Je suis parvenu à passer ce problème en redémarrant sur mon mac et en formatant en format "macOS étendu journalier", le format ExFat ne marchait pas non plus... Une fois formaté, je redémarre en appuyant sur ALT et l'installation se termine. Avec plusieurs problèmes avec : pas de drivers pour le son, la sortie audio du mac n'est pas reconnu et rien n'est installé concernant le son sur la partition. Ce à quoi s'ajoute des crash répétés de l'ordinateur lorsque j'essaye d'installer les mises à jour windows ou des drivers concernant le son. 
La session étant inutilisable, je l'ai desinstallée. 

Aucune de ces manipulations ne m'a permis de créer une partition bootcamp fonctionnelle. 
Je comprends que certaines des manips précédemment cité vont certainement en faire rire, mais c'est des solutions qui m'ont permis d'avance "un peu" sur le problème même si au final : je n'y suis pas parvenu.

Je souhaite pouvoir passer le "no bootable devise" en esperant que la suite de l'installation suive sans soucis...

Merci de votre lecture,
J'espere que vous pourrez m'aider,

A plus!


----------



## Locke (9 Avril 2020)

Alz a dit:


> un écran noir s'affiche puis en haut à gauche "no bootable device insert boot disk and press any key".


Message classique indiquant clairement que la clé USB n'est pas amorçage, donc mauvais formatage.


Alz a dit:


> j'ai compris que l'on pouvait passer l'écran noir "no bootable Device" en appuyant sur ALT au redémarrage


Pas tout à fait, ce n'est pas parce que tu appuieras sur une touche que ça démarrera sur un support USB. Ce message est aussi classique dans une installation de Windows.

Pour résumer, la clé USB d'une taille de 16 Go pour être tranquille doit-être formaté en FAT32 dans une Table de partition GUID et jamais en MBR. Le disque dur interne ne doit jamais être partitionné et on ne crée jamais à l'avance une partition pour Windows. Le protocole d'Assistant Boot Camp est immuable et peut proposer plusieurs variantes en fonction de l'année d'un Mac.

Depuis 2012 Assistant Boot Camp peut proposer l'utilisation d'un fichier .iso associé à la création d'une clé USB de démarrage en incluant dans son contenu le téléchargement des pilotes/drivers. Depuis 2015, Assistant Boot Camp propose l'utilisation d'un fichier .iso sans utilisation d'une clé USB, le fichier .iso ainsi que les pilotes/drivers seront stockés dans un espace virtuel qui sera effacé en fin d'installation. Sorti de ce protocole, toute autre tentative sera un échec !

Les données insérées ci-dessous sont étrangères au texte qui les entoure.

//! In-memory reference collaborators for the coho engine.
//!
//! These back the integration tests and any embedding that keeps its caches
//! in RAM. A real deployment swaps `MemEntityCache::partial_resync` for an
//! actual fetch; everything else is production-shaped.

#![forbid(unsafe_code)]

use std::collections::HashMap;
use std::sync::Mutex;

use arc_swap::ArcSwap;
use chrono::{DateTime, Utc};
use metrics::counter;
use rustc_hash::FxHashMap;
use tokio::sync::broadcast;
use tracing::{debug, info};

use coho_core::{
    Broadcast, CohoResult, EntityKey, LoadOpt, ViewContext, WorkflowNodeRun, WorkflowRun,
};
use coho_engine::{
    BroadcastCache, ConflictNotice, EntityCache, IdentityOracle, Notifier, RunStream, ViewOracle,
};

/// One recorded partial-resync request, for observation by the fetch layer
/// (or by tests).
#[derive(Debug, Clone, PartialEq, Eq)]
pub struct ResyncRequest {
    pub key: String,
    pub opts: Vec<LoadOpt>,
}

#[derive(Debug, Clone)]
struct Entry {
    value: serde_json::Value,
    externally_modified: bool,
    touched: DateTime<Utc>,
}

/// Keyed snapshot cache for one entity family.
pub struct MemEntityCache {
    name: &'static str,
    inner: Mutex<FxHashMap<String, Entry>>,
    resyncs: Mutex<Vec<ResyncRequest>>,
}

impl MemEntityCache {
    pub fn new(name: &'static str) -> Self {
        Self { name, inner: Mutex::new(FxHashMap::default()), resyncs: Mutex::new(Vec::new()) }
    }

    /// Insert a fetched snapshot. First fetch happens outside the engine.
    pub fn put(&self, key: &EntityKey, value: serde_json::Value) {
        let entry = Entry { value, externally_modified: false, touched: Utc::now() };
        self.inner.lock().unwrap().insert(key.cache_key(), entry);
    }

    pub fn get(&self, key: &EntityKey) -> Option<serde_json::Value> {
        self.inner.lock().unwrap().get(&key.cache_key()).map(|e| e.value.clone())
    }

    pub fn len(&self) -> usize {
        self.inner.lock().unwrap().len()
    }

    pub fn is_empty(&self) -> bool {
        self.len() == 0
    }

    pub fn is_externally_modified(&self, key: &EntityKey) -> bool {
        self.inner
            .lock()
            .unwrap()
            .get(&key.cache_key())
            .map(|e| e.externally_modified)
            .unwrap_or(false)
    }

    pub fn last_touched(&self, key: &EntityKey) -> Option<DateTime<Utc>> {
        self.inner.lock().unwrap().get(&key.cache_key()).map(|e| e.touched)
    }

    /// Resync requests issued so far, in order.
    pub fn resync_requests(&self) -> Vec<ResyncRequest> {
        self.resyncs.lock().unwrap().clone()
    }
}

#[async_trait::async_trait]
impl EntityCache for MemEntityCache {
    async fn contains(&self, key: &EntityKey) -> CohoResult<bool> {
        Ok(self.inner.lock().unwrap().contains_key(&key.cache_key()))
    }

    async fn evict(&self, key: &EntityKey) -> CohoResult<()> {
        let removed = self.inner.lock().unwrap().remove(&key.cache_key()).is_some();
        if removed {
            counter!("coho_store_evictions_total", 1, "cache" => self.name);
            debug!(cache = self.name, key = %key, "evicted");
        }
        Ok(())
    }

    async fn mark_externally_modified(&self, key: &EntityKey) -> CohoResult<()> {
        if let Some(entry) = self.inner.lock().unwrap().get_mut(&key.cache_key()) {
            entry.externally_modified = true;
        }
        Ok(())
    }

    async fn partial_resync(&self, key: &EntityKey, opts: &[LoadOpt]) -> CohoResult<()> {
        // A real fetch layer would refill the named slices here; the
        // in-memory cache records the request and refreshes the entry.
        self.resyncs
            .lock()
            .unwrap()
            .push(ResyncRequest { key: key.cache_key(), opts: opts.to_vec() });
        if let Some(entry) = self.inner.lock().unwrap().get_mut(&key.cache_key()) {
            entry.touched = Utc::now();
        }
        debug!(cache = self.name, key = %key, opts = opts.len(), "partial resync requested");
        Ok(())
    }
}

/// Global announcement cache keyed by broadcast id.
#[derive(Default)]
pub struct BroadcastStore {
    inner: Mutex<FxHashMap<i64, Broadcast>>,
}

impl BroadcastStore {
    pub fn new() -> Self {
        Self::default()
    }

    pub fn get(&self, id: i64) -> Option<Broadcast> {
        self.inner.lock().unwrap().get(&id).cloned()
    }

    pub fn len(&self) -> usize {
        self.inner.lock().unwrap().len()
    }

    pub fn is_empty(&self) -> bool {
        self.len() == 0
    }

    /// All broadcasts, newest first.
    pub fn all(&self) -> Vec<Broadcast> {
        let mut out: Vec<Broadcast> = self.inner.lock().unwrap().values().cloned().collect();
        out.sort_by(|a, b| b.updated.cmp(&a.updated).then(b.id.cmp(&a.id)));
        out
    }
}

#[async_trait::async_trait]
impl BroadcastCache for BroadcastStore {
    async fn upsert(&self, broadcast: Broadcast) -> CohoResult<()> {
        debug!(id = broadcast.id, "broadcast upsert");
        self.inner.lock().unwrap().insert(broadcast.id, broadcast);
        Ok(())
    }

    async fn evict(&self, id: i64) -> CohoResult<()> {
        self.inner.lock().unwrap().remove(&id);
        Ok(())
    }
}

fn stream_key(project_key: &str, workflow_name: &str) -> String {
    format!("{}|{}", project_key, workflow_name)
}

/// Fan-out hub for run telemetry. One broadcast channel per
/// project+workflow stream, created lazily on first publish or subscribe;
/// node-level snapshots share a single channel.
pub struct RunHub {
    capacity: usize,
    runs: Mutex<HashMap<String, broadcast::Sender<WorkflowRun>>>,
    node_tx: broadcast::Sender<WorkflowNodeRun>,
}

impl RunHub {
    pub fn new(capacity: usize) -> Self {
        let (node_tx, _) = broadcast::channel(capacity);
        Self { capacity, runs: Mutex::new(HashMap::new()), node_tx }
    }

    fn sender_for(&self, key: String) -> broadcast::Sender<WorkflowRun> {
        let mut map = self.runs.lock().unwrap();
        map.entry(key)
            .or_insert_with(|| broadcast::channel(self.capacity).0)
            .clone()
    }

    pub fn subscribe_runs(
        &self,
        project_key: &str,
        workflow_name: &str,
    ) -> broadcast::Receiver<WorkflowRun> {
        self.sender_for(stream_key(project_key, workflow_name)).subscribe()
    }

    pub fn subscribe_node_runs(&self) -> broadcast::Receiver<WorkflowNodeRun> {
        self.node_tx.subscribe()
    }
}

#[async_trait::async_trait]
impl RunStream for RunHub {
    async fn publish_run(&self, project_key: &str, workflow_name: &str, run: WorkflowRun) {
        counter!("coho_runs_published_total", 1);
        // send() errs only when nobody subscribes; that is fine for telemetry.
        let _ = self.sender_for(stream_key(project_key, workflow_name)).send(run);
    }

    async fn publish_node_run(&self, node_run: WorkflowNodeRun) {
        let _ = self.node_tx.send(node_run);
    }
}

/// Current navigation focus, swapped atomically as the user moves around.
#[derive(Default)]
pub struct ViewState {
    inner: ArcSwap<ViewContext>,
}

impl ViewState {
    pub fn new() -> Self {
        Self::default()
    }

    pub fn set(&self, ctx: ViewContext) {
        self.inner.store(std::sync::Arc::new(ctx));
    }

    pub fn clear(&self) {
        self.set(ViewContext::default());
    }
}

impl ViewOracle for ViewState {
    fn current(&self) -> CohoResult<ViewContext> {
        Ok(ViewContext::clone(&self.inner.load()))
    }
}

/// Current signed-in user, if any.
#[derive(Default)]
pub struct SessionIdentity {
    inner: ArcSwap<Option<String>>,
}

impl SessionIdentity {
    pub fn new() -> Self {
        Self::default()
    }

    pub fn sign_in(&self, actor: impl Into<String>) {
        self.inner.store(std::sync::Arc::new(Some(actor.into())));
    }

    pub fn sign_out(&self) {
        self.inner.store(std::sync::Arc::new(None));
    }
}

impl IdentityOracle for SessionIdentity {
    fn current_actor(&self) -> CohoResult<Option<String>> {
        Ok(Option::clone(&self.inner.load()))
    }
}

/// Conflict notices, kept for display and re-broadcast to live subscribers.
pub struct ConflictFeed {
    seen: Mutex<Vec<ConflictNotice>>,
    tx: broadcast::Sender<ConflictNotice>,
}

impl ConflictFeed {
    pub fn new(capacity: usize) -> Self {
        let (tx, _) = broadcast::channel(capacity);
        Self { seen: Mutex::new(Vec::new()), tx }
    }

    pub fn subscribe(&self) -> broadcast::Receiver<ConflictNotice> {
        self.tx.subscribe()
    }

    pub fn recent(&self) -> Vec<ConflictNotice> {
        self.seen.lock().unwrap().clone()
    }
}

#[async_trait::async_trait]
impl Notifier for ConflictFeed {
    async fn conflict(&self, notice: ConflictNotice) {
        info!(message = %notice.message(), "conflict");
        self.seen.lock().unwrap().push(notice.clone());
        let _ = self.tx.send(notice);
    }
}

Mais il y a une alternative sans utiliser son disque dur interne et sans Assistant Boot Camp. Si cela t'intéresse, ici il y a une grosse lecture à faire avant de te lancer... https://forums.macg.co/threads/inst...tier-usb-3-0-sans-assistant-boot-camp.1330007 ...en lisant toutes les réponses.


----------



## Alz (9 Avril 2020)

Salut Locke et merci d'avoir prid le temps de repondre.

Concernant la cle USB (16go effectivement), je la formate en FAT32 avant l'installation bootcamp, cependant l'utilitaire de disque ne me propose pas le choix du shema entre GUID ou MBR. Je n'ai pas de ligne pour choisir tel ou tel table mais uniquement celle liée au format.

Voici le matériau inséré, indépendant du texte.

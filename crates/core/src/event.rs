//! Inbound event vocabulary.
//!
//! The producer tags every notification with an `sdk.Event*` string. That
//! open string space is closed here into [`EventKind`] so routing is an
//! exhaustive match instead of a prefix chain; an unknown string fails
//! classification instead of falling through silently.

use serde::{Deserialize, Serialize};

/// Routing family for an event kind. Families are mutually exclusive;
/// environment events fold into the project family because environments are
/// a project sub-resource with no cache of their own.
#[derive(Debug, Clone, Copy, Serialize, Deserialize, PartialEq, Eq, Hash)]
pub enum Family {
    Project,
    Application,
    Pipeline,
    Workflow,
    WorkflowRun,
    Broadcast,
}

impl Family {
    pub fn label(self) -> &'static str {
        match self {
            Family::Project => "project",
            Family::Application => "application",
            Family::Pipeline => "pipeline",
            Family::Workflow => "workflow",
            Family::WorkflowRun => "workflow-run",
            Family::Broadcast => "broadcast",
        }
    }
}

/// A named slice of an entity that can be re-fetched on its own.
/// `query_key` is the fetch option understood by the authority,
/// `field` the entity field it refills. Both are wire contract.
#[derive(Debug, Clone, Copy, Serialize, PartialEq, Eq)]
pub struct LoadOpt {
    pub query_key: &'static str,
    pub field: &'static str,
}

impl LoadOpt {
    pub const WITH_VARIABLES: LoadOpt = LoadOpt { query_key: "withVariables", field: "variables" };
    pub const WITH_GROUPS: LoadOpt = LoadOpt { query_key: "withGroups", field: "groups" };
    pub const WITH_KEYS: LoadOpt = LoadOpt { query_key: "withKeys", field: "keys" };
    pub const WITH_PLATFORMS: LoadOpt = LoadOpt { query_key: "withPlatforms", field: "platforms" };
    pub const WITH_APPLICATION_NAMES: LoadOpt =
        LoadOpt { query_key: "withApplicationNames", field: "application_names" };
    pub const WITH_PIPELINE_NAMES: LoadOpt =
        LoadOpt { query_key: "withPipelineNames", field: "pipeline_names" };
    pub const WITH_ENVIRONMENTS: LoadOpt =
        LoadOpt { query_key: "withEnvironments", field: "environments" };
    pub const WITH_WORKFLOW_NAMES: LoadOpt =
        LoadOpt { query_key: "withWorkflowNames", field: "workflow_names" };
}

macro_rules! event_kinds {
    ($( $variant:ident => $wire:literal ),+ $(,)?) => {
        /// Closed set of event kinds emitted by the authority.
        #[derive(Debug, Clone, Copy, Serialize, Deserialize, PartialEq, Eq, Hash)]
        pub enum EventKind {
            $( $variant, )+
        }

        impl EventKind {
            /// Every known kind, for totality checks.
            pub const ALL: &'static [EventKind] = &[ $( EventKind::$variant, )+ ];

            /// Wire name as emitted by the authority.
            pub fn as_str(self) -> &'static str {
                match self {
                    $( EventKind::$variant => $wire, )+
                }
            }

            /// Exact inverse of [`EventKind::as_str`].
            pub fn parse(s: &str) -> Option<EventKind> {
                match s {
                    $( $wire => Some(EventKind::$variant), )+
                    _ => None,
                }
            }
        }
    };
}

event_kinds! {
    ProjectAdd => "sdk.EventProjectAdd",
    ProjectUpdate => "sdk.EventProjectUpdate",
    ProjectDelete => "sdk.EventProjectDelete",
    ProjectVariableAdd => "sdk.EventProjectVariableAdd",
    ProjectVariableUpdate => "sdk.EventProjectVariableUpdate",
    ProjectVariableDelete => "sdk.EventProjectVariableDelete",
    ProjectPermissionAdd => "sdk.EventProjectPermissionAdd",
    ProjectPermissionDelete => "sdk.EventProjectPermissionDelete",
    ProjectKeyAdd => "sdk.EventProjectKeyAdd",
    ProjectKeyDelete => "sdk.EventProjectKeyDelete",
    ProjectPlatformAdd => "sdk.EventProjectPlatformAdd",
    ProjectPlatformUpdate => "sdk.EventProjectPlatformUpdate",
    ProjectPlatformDelete => "sdk.EventProjectPlatformDelete",
    EnvironmentAdd => "sdk.EventEnvironmentAdd",
    EnvironmentUpdate => "sdk.EventEnvironmentUpdate",
    EnvironmentDelete => "sdk.EventEnvironmentDelete",
    EnvironmentVariableAdd => "sdk.EventEnvironmentVariableAdd",
    EnvironmentVariableUpdate => "sdk.EventEnvironmentVariableUpdate",
    EnvironmentVariableDelete => "sdk.EventEnvironmentVariableDelete",
    ApplicationAdd => "sdk.EventApplicationAdd",
    ApplicationUpdate => "sdk.EventApplicationUpdate",
    ApplicationDelete => "sdk.EventApplicationDelete",
    ApplicationVariableAdd => "sdk.EventApplicationVariableAdd",
    ApplicationVariableUpdate => "sdk.EventApplicationVariableUpdate",
    ApplicationVariableDelete => "sdk.EventApplicationVariableDelete",
    ApplicationKeyAdd => "sdk.EventApplicationKeyAdd",
    ApplicationKeyDelete => "sdk.EventApplicationKeyDelete",
    PipelineAdd => "sdk.EventPipelineAdd",
    PipelineUpdate => "sdk.EventPipelineUpdate",
    PipelineDelete => "sdk.EventPipelineDelete",
    PipelineParameterAdd => "sdk.EventPipelineParameterAdd",
    PipelineParameterUpdate => "sdk.EventPipelineParameterUpdate",
    PipelineParameterDelete => "sdk.EventPipelineParameterDelete",
    WorkflowAdd => "sdk.EventWorkflowAdd",
    WorkflowUpdate => "sdk.EventWorkflowUpdate",
    WorkflowDelete => "sdk.EventWorkflowDelete",
    RunWorkflow => "sdk.EventRunWorkflow",
    RunWorkflowNode => "sdk.EventRunWorkflowNode",
    BroadcastAdd => "sdk.EventBroadcastAdd",
    BroadcastUpdate => "sdk.EventBroadcastUpdate",
    BroadcastDelete => "sdk.EventBroadcastDelete",
}

impl EventKind {
    /// The one family this kind routes to.
    pub fn family(self) -> Family {
        use EventKind::*;
        match self {
            ProjectAdd | ProjectUpdate | ProjectDelete | ProjectVariableAdd
            | ProjectVariableUpdate | ProjectVariableDelete | ProjectPermissionAdd
            | ProjectPermissionDelete | ProjectKeyAdd | ProjectKeyDelete | ProjectPlatformAdd
            | ProjectPlatformUpdate | ProjectPlatformDelete | EnvironmentAdd | EnvironmentUpdate
            | EnvironmentDelete | EnvironmentVariableAdd | EnvironmentVariableUpdate
            | EnvironmentVariableDelete => Family::Project,
            ApplicationAdd | ApplicationUpdate | ApplicationDelete | ApplicationVariableAdd
            | ApplicationVariableUpdate | ApplicationVariableDelete | ApplicationKeyAdd
            | ApplicationKeyDelete => Family::Application,
            PipelineAdd | PipelineUpdate | PipelineDelete | PipelineParameterAdd
            | PipelineParameterUpdate | PipelineParameterDelete => Family::Pipeline,
            WorkflowAdd | WorkflowUpdate | WorkflowDelete => Family::Workflow,
            RunWorkflow | RunWorkflowNode => Family::WorkflowRun,
            BroadcastAdd | BroadcastUpdate | BroadcastDelete => Family::Broadcast,
        }
    }

    /// Whether the project cache must also reconcile this event. The project
    /// snapshot carries name lists for its sub-entities, so structural
    /// changes to applications, pipelines and workflows touch it too.
    pub fn touches_project(self) -> bool {
        use EventKind::*;
        match self.family() {
            Family::Project => true,
            Family::Application => matches!(self, ApplicationAdd | ApplicationUpdate | ApplicationDelete),
            Family::Pipeline => true,
            Family::Workflow => true,
            Family::WorkflowRun | Family::Broadcast => false,
        }
    }

    /// True when this kind deletes the root entity of `family`.
    pub fn is_delete_of(self, family: Family) -> bool {
        use EventKind::*;
        match family {
            Family::Project => self == ProjectDelete,
            Family::Application => self == ApplicationDelete,
            Family::Pipeline => self == PipelineDelete,
            Family::Workflow => self == WorkflowDelete,
            Family::WorkflowRun => false,
            Family::Broadcast => self == BroadcastDelete,
        }
    }

    /// Sub-resource slice of the project snapshot invalidated by this kind,
    /// or `None` for a full resync. One kind maps to at most one option.
    pub fn project_load_opt(self) -> Option<LoadOpt> {
        use EventKind::*;
        match self {
            ProjectVariableAdd | ProjectVariableUpdate | ProjectVariableDelete => {
                Some(LoadOpt::WITH_VARIABLES)
            }
            ProjectPermissionAdd | ProjectPermissionDelete => Some(LoadOpt::WITH_GROUPS),
            ProjectKeyAdd | ProjectKeyDelete => Some(LoadOpt::WITH_KEYS),
            ProjectPlatformAdd | ProjectPlatformUpdate | ProjectPlatformDelete => {
                Some(LoadOpt::WITH_PLATFORMS)
            }
            EnvironmentAdd | EnvironmentUpdate | EnvironmentDelete | EnvironmentVariableAdd
            | EnvironmentVariableUpdate | EnvironmentVariableDelete => {
                Some(LoadOpt::WITH_ENVIRONMENTS)
            }
            ApplicationAdd | ApplicationUpdate | ApplicationDelete => {
                Some(LoadOpt::WITH_APPLICATION_NAMES)
            }
            PipelineAdd | PipelineUpdate | PipelineDelete | PipelineParameterAdd
            | PipelineParameterUpdate | PipelineParameterDelete => {
                Some(LoadOpt::WITH_PIPELINE_NAMES)
            }
            WorkflowAdd | WorkflowUpdate | WorkflowDelete => Some(LoadOpt::WITH_WORKFLOW_NAMES),
            ProjectAdd | ProjectUpdate | ProjectDelete => None,
            ApplicationVariableAdd | ApplicationVariableUpdate | ApplicationVariableDelete
            | ApplicationKeyAdd | ApplicationKeyDelete => None,
            RunWorkflow | RunWorkflowNode | BroadcastAdd | BroadcastUpdate | BroadcastDelete => {
                None
            }
        }
    }
}

/// One notification as deserialized off the transport. Field names follow
/// the producer's JSON.
#[derive(Debug, Clone, Default, Serialize, Deserialize)]
pub struct RawEvent {
    pub type_event: String,
    #[serde(default)]
    pub username: String,
    #[serde(default)]
    pub project_key: String,
    #[serde(default)]
    pub application_name: Option<String>,
    #[serde(default)]
    pub pipeline_name: Option<String>,
    #[serde(default)]
    pub environment_name: Option<String>,
    #[serde(default)]
    pub workflow_name: Option<String>,
    #[serde(default)]
    pub payload: serde_json::Map<String, serde_json::Value>,
}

Ensuite, a mon sens je n'ai qu'une option concernant bootcamp : la cle USB. Mon macbook pro mid 2012 ne semble pas être equipé d'un bootcamp utilisant l'espace virtuelle (ou alors je n'ai pas vu l'option à ce sujet).

J'ai pu lire ton topic/video pour installer windows sans bootcamp, j'envisage serieusement cette option car je ne parviens pas à passer ce problème de no bootable device. J'essais ce soir de formater mon disque dur externe en FAT32 sur une table GUID et je vous ferrais un retour. Si c'est un echec j'essayerais donc ta methode.


----------



## Alz (9 Avril 2020)

Re, ducoup j'ai essayé avec mon disque dure.. voilà le résultat du formatage (impossible de trouver le sema GUID)





Avez vous une solution?

Edit : j'ai lancé la procedure bootcamp avec ce format : No bootable device... Une idée?


Locke a dit:


> Message classique indiquant clairement que la clé USB n'est pas amorçage, donc mauvais formatage.
> Pour résumer, la clé USB d'une taille de 16 Go pour être tranquille *doit-être formaté en FAT32 dans une Table de partition GUID et jamais en MBR*.


Comment es que je peux faire pour réaliser cela??
Edit2 : Locke ton sujet est interessant mais je souhaite installer windows directement sur le mac et non pas sur un disque externe.


----------



## Locke (9 Avril 2020)

Alz a dit:


> Re, ducoup j'ai essayé avec mon disque dure.. voilà le résultat du formatage (impossible de trouver le sema GUID)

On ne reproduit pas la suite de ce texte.